■ DIRECTIONS FOR THIS TASK
Please reproduce the line containing "unsafe_code" and every line after it in the records below, exactly and with nothing else.

Saved data entries
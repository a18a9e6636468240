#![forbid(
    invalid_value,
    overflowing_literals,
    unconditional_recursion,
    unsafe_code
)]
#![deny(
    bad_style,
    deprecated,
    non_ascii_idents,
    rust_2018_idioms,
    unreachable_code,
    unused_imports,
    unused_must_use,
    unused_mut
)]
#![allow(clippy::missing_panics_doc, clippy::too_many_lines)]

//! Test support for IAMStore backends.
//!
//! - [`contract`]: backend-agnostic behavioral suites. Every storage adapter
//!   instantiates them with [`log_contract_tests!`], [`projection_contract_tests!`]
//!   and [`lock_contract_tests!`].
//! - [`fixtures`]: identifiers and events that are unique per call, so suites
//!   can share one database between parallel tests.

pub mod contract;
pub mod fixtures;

■ ANSWER SPACE
    unsafe_code
)]
#![deny(
    bad_style,
    deprecated,
    non_ascii_idents,
    rust_2018_idioms,
    unreachable_code,
    unused_imports,
    unused_must_use,
    unused_mut
)]
#![allow(clippy::missing_panics_doc, clippy::too_many_lines)]

//! Test support for IAMStore backends.
//!
//! - [`contract`]: backend-agnostic behavioral suites. Every storage adapter
//!   instantiates them with [`log_contract_tests!`], [`projection_contract_tests!`]
//!   and [`lock_contract_tests!`].
//! - [`fixtures`]: identifiers and events that are unique per call, so suites
//!   can share one database between parallel tests.

pub mod contract;
pub mod fixtures;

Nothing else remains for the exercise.